● The problem
Scan the entries below for the word "namespace", then copy each line that holds it.
------ Information
use std::collections::{BTreeMap, BTreeSet};

use dsdlc_schema::{CompoundType, FieldType};

use crate::error::DsdlcError;

/// Direct compound dependencies of one type, unwrapping array elements.
fn direct_dependencies(ty: &CompoundType) -> BTreeSet<String> {
    fn visit(ty: &FieldType, out: &mut BTreeSet<String>) {
        match ty {
            FieldType::Compound { full_name } => {
                out.insert(full_name.clone());
            }
            FieldType::Array { element, .. } => visit(element, out),
            FieldType::Primitive { .. } | FieldType::Void { .. } => {}
        }
    }

    let mut out = BTreeSet::new();
    for field in ty.all_fields() {
        visit(&field.ty, &mut out);
    }
    out
}

/// Orders `types` so every type appears after the compound types it
/// references. Kahn-style reduction: repeatedly take the type with no
/// unresolved dependencies and strike it from the remaining sets. Ties
/// are broken by lexicographic full-name order so the same input always
/// yields the same declaration order.
///
/// Dependencies on names outside `types` come from search directories
/// and impose no ordering constraint. A graph where no progress can be
/// made is cyclic; the error names the types still entangled and no
/// partial order is returned.
pub fn order(types: &[CompoundType]) -> Result<Vec<&CompoundType>, DsdlcError> {
    let by_name: BTreeMap<&str, &CompoundType> =
        types.iter().map(|t| (t.full_name.as_str(), t)).collect();
    if by_name.len() != types.len() {
        let mut seen = BTreeSet::new();
        for t in types {
            if !seen.insert(t.full_name.as_str()) {
                return Err(DsdlcError::DuplicateType(t.full_name.clone()));
            }
        }
    }

    let mut pending: BTreeMap<&str, BTreeSet<String>> = types
        .iter()
        .map(|t| {
            let deps = direct_dependencies(t)
                .into_iter()
                .filter(|dep| by_name.contains_key(dep.as_str()))
                .collect();
            (t.full_name.as_str(), deps)
        })
        .collect();

    let mut ordered = Vec::with_capacity(types.len());
    while !pending.is_empty() {
        let ready = pending
            .iter()
            .find(|(_, deps)| deps.is_empty())
            .map(|(name, _)| *name);
        let Some(name) = ready else {
            let members = pending.keys().map(|n| n.to_string()).collect();
            return Err(DsdlcError::CyclicDependency { members });
        };
        pending.remove(name);
        for deps in pending.values_mut() {
            deps.remove(name);
        }
        ordered.push(by_name[name]);
    }
    Ok(ordered)
}

#[cfg(test)]
mod tests {
    use super::*;
    use dsdlc_schema::{ArrayMode, Field};

    fn compound_field(name: &str, target: &str) -> Field {
        Field {
            name: name.into(),
            ty: FieldType::Compound {
                full_name: target.into(),
            },
        }
    }

    fn message(full_name: &str, deps: &[&str]) -> CompoundType {
        let mut t = CompoundType::message(full_name);
        for (i, dep) in deps.iter().enumerate() {
            t.fields.push(compound_field(&format!("f{i}"), dep));
        }
        t
    }

    #[test]
    fn test_chain_orders_dependencies_first() {
        let types = vec![
            message("ns.C", &["ns.B"]),
            message("ns.A", &[]),
            message("ns.B", &["ns.A"]),
        ];
        let order: Vec<&str> = order(&types)
            .unwrap()
            .iter()
            .map(|t| t.full_name.as_str())
            .collect();
        assert_eq!(order, vec!["ns.A", "ns.B", "ns.C"]);
    }

    #[test]
    fn test_cycle_is_rejected() {
        let types = vec![message("ns.A", &["ns.B"]), message("ns.B", &["ns.A"])];
        let err = order(&types).unwrap_err();
        match err {
            DsdlcError::CyclicDependency { members } => {
                assert_eq!(members, vec!["ns.A".to_string(), "ns.B".to_string()]);
            }
            other => panic!("expected CyclicDependency, got {other:?}"),
        }
    }

    #[test]
    fn test_self_reference_is_a_cycle() {
        let types = vec![message("ns.A", &["ns.A"])];
        assert!(matches!(
            order(&types),
            Err(DsdlcError::CyclicDependency { .. })
        ));
    }

    #[test]
    fn test_ties_break_lexicographically() {
        // No edges at all: the order must still be fully determined.
        let types = vec![
            message("ns.Zeta", &[]),
            message("ns.Alpha", &[]),
            message("ns.Mid", &[]),
        ];
        let order: Vec<&str> = order(&types)
            .unwrap()
            .iter()
            .map(|t| t.full_name.as_str())
            .collect();
        assert_eq!(order, vec!["ns.Alpha", "ns.Mid", "ns.Zeta"]);
    }

    #[test]
    fn test_dependency_through_array_element() {
        let mut outer = CompoundType::message("ns.Outer");
        outer.fields.push(Field {
            name: "items".into(),
            ty: FieldType::Array {
                element: Box::new(FieldType::Compound {
                    full_name: "ns.Item".into(),
                }),
                mode: ArrayMode::Dynamic,
                max_size: 16,
            },
        });
        let types = vec![outer, message("ns.Item", &[])];
        let order: Vec<&str> = order(&types)
            .unwrap()
            .iter()
            .map(|t| t.full_name.as_str())
            .collect();
        assert_eq!(order, vec!["ns.Item", "ns.Outer"]);
    }

    #[test]
    fn test_unknown_dependency_does_not_constrain() {
        // ns.Ext lives in a search directory and is not compiled here.
        let types = vec![message("ns.Solo", &["ns.Ext"])];
        let order = order(&types).unwrap();
        assert_eq!(order.len(), 1);
    }

    #[test]
    fn test_service_dependencies_span_both_sections() {
        let mut svc = CompoundType::service("ns.Fetch");
        svc.request_fields.push(compound_field("req", "ns.Req"));
        svc.response_fields.push(compound_field("res", "ns.Res"));
        let types = vec![svc, message("ns.Res", &[]), message("ns.Req", &[])];
        let order: Vec<&str> = order(&types)
            .unwrap()
            .iter()
            .map(|t| t.full_name.as_str())
            .collect();
        assert_eq!(order, vec!["ns.Req", "ns.Res", "ns.Fetch"]);
    }
}
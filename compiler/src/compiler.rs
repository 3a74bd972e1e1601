use std::path::PathBuf;

use tracing::info;

use crate::assembler;
use crate::emitter::{self, EmitReport};
use crate::error::DsdlcError;
use crate::resolver;
use crate::traits::{SchemaParser, TemplateEngine};

/// Inputs of one compile run.
#[derive(Debug, Clone)]
pub struct CompileOptions {
    /// Root namespace directories whose types are compiled.
    pub source_dirs: Vec<PathBuf>,
    /// Root namespace directories with referenced types only.
    pub search_dirs: Vec<PathBuf>,
    pub output_dir: PathBuf,
    pub header_only: bool,
}

/// Runs one full compile: parse, resolve the declaration order, assemble
/// every type, emit. Strictly sequential and fail-fast; the first error
/// aborts the run.
pub fn compile(
    parser: &dyn SchemaParser,
    engine: &dyn TemplateEngine,
    options: &CompileOptions,
) -> Result<EmitReport, DsdlcError> {
    let parsed = parser.parse(&options.source_dirs, &options.search_dirs)?;
    if parsed.compiled.is_empty() {
        return Err(DsdlcError::NoDefinitions);
    }
    info!(types = parsed.compiled.len(), "parsed type definitions");

    let ordered = resolver::order(&parsed.compiled)?;
    let mut assembled = Vec::with_capacity(ordered.len());
    for ty in ordered {
        assembled.push(assembler::assemble(ty)?);
    }

    let report = emitter::emit(&assembled, engine, &options.output_dir, options.header_only)?;
    info!(
        written = report.written,
        unchanged = report.unchanged,
        "emission complete"
    );
    Ok(report)
}
fn parse_bitlen(digits: &str, token: &str) -> Result<u32, String> {
    let bitlen: u32 = digits
        .parse()
        .map_err(|_| format!("invalid bit length in {}", quote(token)))?;
    if !(1..=64).contains(&bitlen) {
        return Err(format!("bit length of {} must be within 1..64", quote(token)));
    }
    Ok(bitlen)
}

#[cfg(test)]
mod tests {
    use super::*;
    use dsdlc_schema::CompoundKind;

    #[test]
    fn test_parse_message_definition() {
        let text = "
            # Abridged node status.
            uint32 uptime_sec
            uint2 health          # 0 = ok
            truncated uint16 vendor_specific_status_code

            uint2 HEALTH_OK = 0
        ";
        let ty =
            parse_definition("uavcan.protocol.NodeStatus", Some(341), "test", text).unwrap();
        assert_eq!(ty.kind, CompoundKind::Message);
        assert_eq!(ty.default_dtid, Some(341));
        assert_eq!(ty.fields.len(), 3);
        assert_eq!(ty.fields[0].name, "uptime_sec");
        assert_eq!(
            ty.fields[1].ty,
            FieldType::Primitive {
                kind: PrimitiveKind::UnsignedInt,
                bitlen: 2,
                cast_mode: CastMode::Saturated,
            }
        );
        assert_eq!(
            ty.fields[2].ty,
            FieldType::Primitive {
                kind: PrimitiveKind::UnsignedInt,
                bitlen: 16,
                cast_mode: CastMode::Truncated,
            }
        );
        assert_eq!(ty.constants.len(), 1);
        assert_eq!(ty.constants[0].name, "HEALTH_OK");
        assert_eq!(ty.constants[0].value, "0");
    }

    #[test]
    fn test_parse_service_definition() {
        let text = "
            uint7 node_id
            ---
            NodeStatus status
            uavcan.Timestamp stamp
        ";
        let ty = parse_definition("uavcan.protocol.GetNodeInfo", Some(1), "test", text).unwrap();
        assert_eq!(ty.kind, CompoundKind::Service);
        assert_eq!(ty.request_fields.len(), 1);
        assert_eq!(ty.response_fields.len(), 2);
        // Undotted reference picks up the referencing namespace.
        assert_eq!(
            ty.response_fields[0].ty,
            FieldType::Compound {
                full_name: "uavcan.protocol.NodeStatus".into()
            }
        );
        assert_eq!(
            ty.response_fields[1].ty,
            FieldType::Compound {
                full_name: "uavcan.Timestamp".into()
            }
        );
    }

    #[test]
    fn test_parse_union_directive() {
        let text = "
            @union
            uint8 a
            uint16 b
        ";
        let ty = parse_definition("ns.Pick", None, "test", text).unwrap();
        assert!(ty.is_union);
    }

    #[test]
    fn test_parse_array_suffixes() {
        let ty = parse_definition(
            "ns.Arrays",
            None,
            "test",
            "uint8[4] fixed\nuint8[<=100] capped\nuint8[<100] open\n",
        )
        .unwrap();
        assert_eq!(
            ty.fields[0].ty,
            FieldType::Array {
                element: Box::new(FieldType::Primitive {
                    kind: PrimitiveKind::UnsignedInt,
                    bitlen: 8,
                    cast_mode: CastMode::Saturated,
                }),
                mode: ArrayMode::Static,
                max_size: 4,
            }
        );
        match &ty.fields[1].ty {
            FieldType::Array { mode, max_size, .. } => {
                assert_eq!(*mode, ArrayMode::Dynamic);
                assert_eq!(*max_size, 100);
            }
            other => panic!("expected array, got {other:?}"),
        }
        match &ty.fields[2].ty {
            FieldType::Array { max_size, .. } => assert_eq!(*max_size, 99),
            other => panic!("expected array, got {other:?}"),
        }
    }

    #[test]
    fn test_parse_void_fields() {
        let ty = parse_definition("ns.Padded", None, "test", "uint5 value\nvoid3\n").unwrap();
        assert_eq!(ty.fields[1].name, "");
        assert_eq!(ty.fields[1].ty, FieldType::Void { bitlen: 3 });

        let err = parse_definition("ns.Padded", None, "test", "void3 pad\n").unwrap_err();
        assert!(matches!(err, DsdlcError::SchemaParse { .. }));
    }

    #[test]
    fn test_parse_rejects_zero_sized_array() {
        let err = parse_definition("ns.Bad", None, "test", "uint8[<1] none\n").unwrap_err();
        match err {
            DsdlcError::SchemaParse { msg, .. } => assert!(msg.contains("line 1")),
            other => panic!("expected SchemaParse, got {other:?}"),
        }
    }

    #[test]
    fn test_parse_rejects_unknown_directive() {
        let err = parse_definition("ns.Bad", None, "test", "@frozen\n").unwrap_err();
        assert!(matches!(err, DsdlcError::SchemaParse { .. }));
    }

    #[test]
    fn test_parse_rejects_cast_mode_on_compound() {
        let err =
            parse_definition("ns.Bad", None, "test", "saturated ns.Other field\n").unwrap_err();
        assert!(matches!(err, DsdlcError::SchemaParse { .. }));
    }

    #[test]
    fn test_parse_rejects_oversized_bitlen() {
        let err = parse_definition("ns.Bad", None, "test", "uint65 wide\n").unwrap_err();
        assert!(matches!(err, DsdlcError::SchemaParse { .. }));
    }

    #[test]
    fn test_filename_grammar() {
        let caps = FILE_NAME.captures("341.NodeStatus.uavcan").unwrap();
        assert_eq!(&caps[1], "341");
        assert_eq!(&caps[2], "NodeStatus");

        let caps = FILE_NAME.captures("Timestamp.uavcan").unwrap();
        assert!(caps.get(1).is_none());
        assert_eq!(&caps[2], "Timestamp");

        assert!(FILE_NAME.captures("NodeStatus.txt").is_none());
    }
}
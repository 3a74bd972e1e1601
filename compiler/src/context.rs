use serde::Serialize;
use serde_json::Value;

use crate::assembler::AssembledType;
use crate::error::DsdlcError;

/// Everything a template render gets to see, passed by value. Engines
/// never reach back into compiler state.
#[derive(Debug, Clone, Serialize)]
pub struct TemplateContext<'a> {
    #[serde(rename = "type")]
    pub ty: &'a AssembledType,
    pub header_only: bool,
}

impl TemplateContext<'_> {
    /// Untyped view for engines that substitute from key/value data.
    pub fn to_value(&self) -> Result<Value, DsdlcError> {
        serde_json::to_value(self).map_err(|e| DsdlcError::Template {
            type_name: self.ty.full_name.clone(),
            msg: e.to_string(),
        })
    }
}

#[cfg(test)]
mod tests {
    use super::*;
    use crate::assembler::assemble;
    use dsdlc_schema::CompoundType;

    #[test]
    fn test_context_serializes_to_json() {
        let assembled = assemble(&CompoundType::message("ns.Empty")).unwrap();
        let context = TemplateContext {
            ty: &assembled,
            header_only: true,
        };
        let value = context.to_value().unwrap();
        assert_eq!(value["header_only"], true);
        assert_eq!(value["type"]["c_name"], "ns_Empty");
    }
}
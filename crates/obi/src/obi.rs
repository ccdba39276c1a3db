//! Input/output codec pair built from an `"<input>/<output>"` schema.

use std::{fmt, str::FromStr};

use tracing::{debug, trace};

use crate::{
    codec::Codec,
    errors::{DecodeError, EncodeError, SchemaError, Side},
    schema,
    value::Value,
};

/// Separates the input and output halves of a facade schema.
pub const SIDE_SEPARATOR: char = '/';

/// Paired codecs for a request (input) and its response (output).
///
/// Top-level decodes must consume the whole buffer: the wire format has no
/// framing, so leftover bytes always mean a schema mismatch.
#[derive(Debug, Clone, PartialEq, Eq)]
pub struct Obi {
    input: Codec,
    output: Codec,
}

impl Obi {
    /// Builds both codecs. All whitespace in `schema` is ignored.
    pub fn new(schema: &str) -> Result<Self, SchemaError> {
        let normalized: String = schema.chars().filter(|c| !c.is_whitespace()).collect();

        let mut halves = normalized.split(SIDE_SEPARATOR);
        let (input, output) = match (halves.next(), halves.next(), halves.next()) {
            (Some(input), Some(output), None) if !input.is_empty() && !output.is_empty() => {
                (input, output)
            }
            _ => return Err(SchemaError::InvalidFormat),
        };

        let obi = Obi {
            input: schema::parse(input)?,
            output: schema::parse(output)?,
        };
        debug!(input = %obi.input, output = %obi.output, "built obi codec pair");
        Ok(obi)
    }

    pub fn input(&self) -> &Codec {
        &self.input
    }

    pub fn output(&self) -> &Codec {
        &self.output
    }

    pub fn encode_input(&self, value: &Value) -> Result<Vec<u8>, EncodeError> {
        encode_side(&self.input, Side::Input, value)
    }

    pub fn decode_input(&self, data: &[u8]) -> Result<Value, DecodeError> {
        decode_side(&self.input, Side::Input, data)
    }

    pub fn encode_output(&self, value: &Value) -> Result<Vec<u8>, EncodeError> {
        encode_side(&self.output, Side::Output, value)
    }

    pub fn decode_output(&self, data: &[u8]) -> Result<Value, DecodeError> {
        decode_side(&self.output, Side::Output, data)
    }
}

fn encode_side(codec: &Codec, side: Side, value: &Value) -> Result<Vec<u8>, EncodeError> {
    let bytes = codec.encode(value).map_err(|source| EncodeError::Side {
        side,
        source: Box::new(source),
    })?;

    trace!(%side, len = bytes.len(), "encoded");
    Ok(bytes)
}

fn decode_side(codec: &Codec, side: Side, data: &[u8]) -> Result<Value, DecodeError> {
    let (value, rest) = codec.decode(data)?;
    if !rest.is_empty() {
        return Err(DecodeError::ExtraBytes {
            side,
            remaining: rest.len(),
        });
    }

    trace!(%side, len = data.len(), "decoded");
    Ok(value)
}

impl FromStr for Obi {
    type Err = SchemaError;

    fn from_str(s: &str) -> Result<Self, Self::Err> {
        Obi::new(s)
    }
}

impl fmt::Display for Obi {
    fn fmt(&self, f: &mut fmt::Formatter<'_>) -> fmt::Result {
        write!(f, "{}{SIDE_SEPARATOR}{}", self.input, self.output)
    }
}
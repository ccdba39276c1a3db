//! Conversions between JavaScript values and [obi::Value].
//!
//! JavaScript has no 256-bit integers and no distinction between a list of
//! numbers and a byte string, so incoming values are converted under the
//! guidance of the codec tree they are about to be encoded with. Outgoing
//! values follow the shapes JS callers of the codec expect: every integer
//! is a `BigInt` and every byte string a `Uint8Array`.

use js_sys::{Array, BigInt, Object, Reflect, Uint8Array};
use obi::{Codec, U256, Value, uint::UintError};
use wasm_bindgen::{JsCast, JsValue};

/// Largest integer a JavaScript number holds exactly (`2^53 - 1`).
pub const MAX_SAFE_INTEGER: u64 = (1 << 53) - 1;

#[derive(Debug, Clone, PartialEq, Eq, thiserror::Error)]
pub enum ConvertError {
    #[error("{path}: expected {expected}, found {found}")]
    Mismatch {
        path: String,
        expected: &'static str,
        found: &'static str,
    },

    #[error("{path}: {source}")]
    Integer {
        path: String,
        #[source]
        source: UintError,
    },

    #[error("{path}: {value} is not a non-negative safe integer")]
    Number { path: String, value: String },

    #[error("{path}: invalid byte {value}")]
    Byte { path: String, value: String },

    #[error("{path}: {message}")]
    Js { path: String, message: String },
}

fn js_kind(value: &JsValue) -> &'static str {
    if value.is_null() {
        "null"
    } else if value.is_undefined() {
        "undefined"
    } else if value.as_bool().is_some() {
        "boolean"
    } else if value.as_f64().is_some() {
        "number"
    } else if value.is_bigint() {
        "bigint"
    } else if value.is_string() {
        "string"
    } else if value.is_instance_of::<Uint8Array>() {
        "Uint8Array"
    } else if Array::is_array(value) {
        "array"
    } else if value.is_object() {
        "object"
    } else {
        "unknown"
    }
}

/// Parses a decimal or `0x` hex integer. A leading `-` is reported as a
/// negative number rather than a bad digit.
pub fn integer_from_str(text: &str, path: &str) -> Result<U256, ConvertError> {
    if text.starts_with('-') {
        return Err(ConvertError::Number {
            path: path.to_string(),
            value: text.to_string(),
        });
    }

    text.parse::<U256>()
        .map_err(|source| ConvertError::Integer {
            path: path.to_string(),
            source,
        })
}

/// Accepts only integral numbers in `0..=MAX_SAFE_INTEGER`; anything larger
/// must arrive as a `BigInt` or a string.
pub fn integer_from_f64(n: f64, path: &str) -> Result<U256, ConvertError> {
    if n.is_finite() && n >= 0.0 && n.fract() == 0.0 && n <= MAX_SAFE_INTEGER as f64 {
        Ok(U256::from(n as u64))
    } else {
        Err(ConvertError::Number {
            path: path.to_string(),
            value: n.to_string(),
        })
    }
}

pub fn byte_from_f64(n: f64, path: &str) -> Result<u8, ConvertError> {
    if n.fract() == 0.0 && (0.0..=255.0).contains(&n) {
        Ok(n as u8)
    } else {
        Err(ConvertError::Byte {
            path: path.to_string(),
            value: n.to_string(),
        })
    }
}

/// Decodes a `0x`-prefixed, even-length hex string.
pub fn decode_hex(s: &str, path: &str) -> Result<Vec<u8>, ConvertError> {
    let invalid = || ConvertError::Byte {
        path: path.to_string(),
        value: s.to_string(),
    };

    let digits = s.strip_prefix("0x").ok_or_else(invalid)?;
    if digits.len() % 2 != 0 {
        return Err(invalid());
    }

    (0..digits.len())
        .step_by(2)
        .map(|i| {
            digits
                .get(i..i + 2)
                .and_then(|pair| u8::from_str_radix(pair, 16).ok())
                .ok_or_else(invalid)
        })
        .collect()
}

/// Converts `value` into a [Value] shaped for `codec`.
///
/// Missing or `undefined` struct keys are left out so the codec reports
/// them; unknown keys are ignored.
pub fn js_to_value(codec: &Codec, value: &JsValue) -> Result<Value, ConvertError> {
    convert_at(codec, value, "$")
}

fn convert_at(codec: &Codec, value: &JsValue, path: &str) -> Result<Value, ConvertError> {
    let mismatch = || ConvertError::Mismatch {
        path: path.to_string(),
        expected: codec.kind(),
        found: js_kind(value),
    };

    match codec {
        Codec::Integer(_) => {
            if let Some(n) = value.as_f64() {
                integer_from_f64(n, path).map(Value::Int)
            } else if let Some(big) = value.dyn_ref::<BigInt>() {
                let text = big.to_string(10).map_err(|err| ConvertError::Js {
                    path: path.to_string(),
                    message: String::from(err.message()),
                })?;
                integer_from_str(&String::from(text), path).map(Value::Int)
            } else if let Some(text) = value.as_string() {
                integer_from_str(&text, path).map(Value::Int)
            } else {
                Err(mismatch())
            }
        }
        Codec::Bool(_) => value.as_bool().map(Value::Bool).ok_or_else(mismatch),
        Codec::String(_) => value.as_string().map(Value::String).ok_or_else(mismatch),
        Codec::Bytes(_) => {
            if let Some(raw) = value.dyn_ref::<Uint8Array>() {
                Ok(Value::Bytes(raw.to_vec()))
            } else if Array::is_array(value) {
                Array::from(value)
                    .iter()
                    .map(|item| match item.as_f64() {
                        Some(n) => byte_from_f64(n, path),
                        None => Err(ConvertError::Byte {
                            path: path.to_string(),
                            value: js_kind(&item).to_string(),
                        }),
                    })
                    .collect::<Result<Vec<u8>, _>>()
                    .map(Value::Bytes)
            } else if let Some(text) = value.as_string() {
                decode_hex(&text, path).map(Value::Bytes)
            } else {
                Err(mismatch())
            }
        }
        Codec::Vector(vector) => {
            if !Array::is_array(value) {
                return Err(mismatch());
            }

            Array::from(value)
                .iter()
                .enumerate()
                .map(|(i, item)| convert_at(vector.item(), &item, &format!("{path}[{i}]")))
                .collect::<Result<Vec<_>, _>>()
                .map(Value::Vector)
        }
        Codec::Struct(fields) => {
            if !value.is_object() || Array::is_array(value) {
                return Err(mismatch());
            }

            let mut map = std::collections::BTreeMap::new();
            for field in fields.fields() {
                let field_path = format!("{path}.{}", field.key);
                let item = Reflect::get(value, &JsValue::from_str(&field.key)).map_err(|err| {
                    ConvertError::Js {
                        path: field_path.clone(),
                        message: js_message(&err),
                    }
                })?;

                if !item.is_undefined() {
                    map.insert(field.key.clone(), convert_at(&field.codec, &item, &field_path)?);
                }
            }

            Ok(Value::Struct(map))
        }
    }
}

fn js_message(err: &JsValue) -> String {
    err.dyn_ref::<js_sys::Error>()
        .map(|e| String::from(e.message()))
        .or_else(|| err.as_string())
        .unwrap_or_else(|| "exception while reading property".to_string())
}

/// Converts a decoded value into a JS value: integers become `BigInt`,
/// bytes a `Uint8Array`, structs plain objects.
pub fn value_to_js(value: &Value) -> Result<JsValue, JsValue> {
    match value {
        Value::Int(v) => Ok(BigInt::new(&JsValue::from_str(&v.to_string()))?.into()),
        Value::Bool(b) => Ok(JsValue::from_bool(*b)),
        Value::Vector(items) => {
            let array = Array::new_with_length(items.len() as u32);
            for (i, item) in items.iter().enumerate() {
                array.set(i as u32, value_to_js(item)?);
            }
            Ok(array.into())
        }
        Value::Struct(fields) => {
            let object = Object::new();
            for (key, item) in fields {
                Reflect::set(&object, &JsValue::from_str(key), &value_to_js(item)?)?;
            }
            Ok(object.into())
        }
        Value::String(s) => Ok(JsValue::from_str(s)),
        Value::Bytes(bytes) => Ok(Uint8Array::from(bytes.as_slice()).into()),
    }
}

pub fn error_to_js(err: impl std::fmt::Display) -> JsValue {
    JsValue::from_str(&err.to_string())
}

#[cfg(test)]
mod tests {
    use super::*;

    #[test]
    fn test_integer_strings() {
        assert_eq!(integer_from_str("42", "$").unwrap(), U256::from(42u8));
        assert_eq!(integer_from_str("0x10", "$").unwrap(), U256::from(16u8));
        assert_eq!(
            integer_from_str(&U256::MAX.to_string(), "$").unwrap(),
            U256::MAX
        );
        assert_eq!(
            integer_from_str("-1", "$.n").unwrap_err(),
            ConvertError::Number {
                path: "$.n".to_string(),
                value: "-1".to_string()
            }
        );
        assert!(matches!(
            integer_from_str("1.5", "$"),
            Err(ConvertError::Integer { .. })
        ));
    }

    #[test]
    fn test_integer_numbers_must_be_safe() {
        assert_eq!(integer_from_f64(7.0, "$").unwrap(), U256::from(7u8));
        assert_eq!(
            integer_from_f64(MAX_SAFE_INTEGER as f64, "$").unwrap(),
            U256::from(MAX_SAFE_INTEGER)
        );

        for n in [-1.0, 1.5, f64::NAN, f64::INFINITY, 2f64.powi(60)] {
            assert!(
                matches!(integer_from_f64(n, "$"), Err(ConvertError::Number { .. })),
                "{n} accepted"
            );
        }
    }

    #[test]
    fn test_bytes_from_numbers_or_hex() {
        assert_eq!(byte_from_f64(255.0, "$").unwrap(), 255);
        assert!(byte_from_f64(256.0, "$").is_err());
        assert!(byte_from_f64(-1.0, "$").is_err());
        assert!(byte_from_f64(0.5, "$").is_err());

        assert_eq!(decode_hex("0xdead", "$").unwrap(), vec![0xde, 0xad]);
        assert_eq!(decode_hex("0x", "$").unwrap(), Vec::<u8>::new());
        assert!(decode_hex("0xabc", "$").is_err());
        assert!(decode_hex("0xzz", "$").is_err());
        assert!(decode_hex("dead", "$").is_err());
    }

    #[test]
    fn test_error_messages_carry_path() {
        let err = ConvertError::Mismatch {
            path: "$.feeds[1].ok".to_string(),
            expected: "bool",
            found: "number",
        };
        assert_eq!(err.to_string(), "$.feeds[1].ok: expected bool, found number");
    }
}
------------
● Answer to this task
    /// Root namespace directories whose types are compiled.
    /// Root namespace directories with referenced types only.
        // Undotted reference picks up the referencing namespace.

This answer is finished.